Anche le Province sembrano destinate al taglio del 20% dei consiglieri.
In attesa del testo definitivo dell’annunciato decreto-legge: “INTERVENTI URGENTI CONCERNENTI ENTI LOCALI E REGIONI” in discussione in queste ore al Consiglio dei Ministri, noi “bene informati” possiamo suonare il definitivo de profundis ai consigli di zona di Milano.
Sembra infatti che sia confermato l’annunciato slittamento dei tagli della legge finaziaria al 2011 “con efficacia dalla data del medesimo rinnovo”, lasso temporale che non lascerebbe scampo a Milano, chiamata a rinnovare i propri amministratori nella primavera del 2011.

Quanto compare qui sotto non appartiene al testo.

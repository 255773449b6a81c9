use wasm_bindgen::{JsValue, prelude::wasm_bindgen};

use favormap_core::{Grid, InverseDistance, KernelDensity};

use crate::common::*;

/// Kernel density grid.
/// points: [{ lat, lng, weight }, ...]
/// boundary: GeoJSON Polygon / MultiPolygon / Feature / FeatureCollection, or null
/// params: { bandwidth, cellSize, maxCells, ringRule, support }, all optional
#[wasm_bindgen]
pub fn density(points: JsValue, boundary: JsValue, params: JsValue) -> Result<JsValue, JsValue> {
    let points = js_points(points).map_err(js_err)?;
    let boundary = js_boundary(boundary);
    let mut params: KernelDensity = js_params(params).map_err(js_err)?;
    // no worker threads in the browser build
    params.grid.parallel = false;

    let grid = favormap_core::density(&points, boundary.as_ref(), &params).map_err(js_err)?;
    to_js(&grid)
}

/// IDW score grid.
/// params: { power, snapDistance, cellSize, maxCells, ringRule }, all optional
#[wasm_bindgen(js_name = "idwSurface")]
pub fn idw_surface(points: JsValue, boundary: JsValue, params: JsValue) -> Result<JsValue, JsValue> {
    let points = js_points(points).map_err(js_err)?;
    let boundary = js_boundary(boundary);
    let mut params: InverseDistance = js_params(params).map_err(js_err)?;
    params.grid.parallel = false;

    let grid = favormap_core::idw_surface(&points, boundary.as_ref(), &params).map_err(js_err)?;
    to_js(&grid)
}

/// IDW score at one location; undefined when there are no usable points.
#[wasm_bindgen]
pub fn idw(lat: f64, lng: f64, points: JsValue, power: Option<f64>) -> Result<Option<f64>, JsValue> {
    let points = js_points(points).map_err(js_err)?;
    Ok(favormap_core::idw(lat, lng, &points, power.unwrap_or(favormap_core::DEFAULT_POWER)))
}

/// Rescale a grid returned by `density` or `idwSurface` onto [newMin, newMax] (default [0, 1]).
#[wasm_bindgen]
pub fn normalize(grid: JsValue, new_min: Option<f64>, new_max: Option<f64>) -> Result<JsValue, JsValue> {
    let grid: Grid = serde_wasm_bindgen::from_value(grid)
        .map_err(|e| js_err(format!("grid must come from density or idwSurface: {e}")))?;
    to_js(&grid.normalized(new_min.unwrap_or(0.0), new_max.unwrap_or(1.0)))
}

In effetti un taglio ai consiglieri provinciali inspiegabilmente graziati dalla finaziaria era nell’aria ed è oggettivamente coerente con l’impianto complessivo del progetto di riduzione dei costi e delle poltrone. Discorso diverso per le circoscrizioni di decentramento che a questo punto, se il tutto fosse confermato, chiuderebbero definitivamente i battenti.
Tetto anche alle indennità dei consiglieri regionali, anche se la cosa è di dubbia costituzionalità, spettando alle regioni tale determinazione.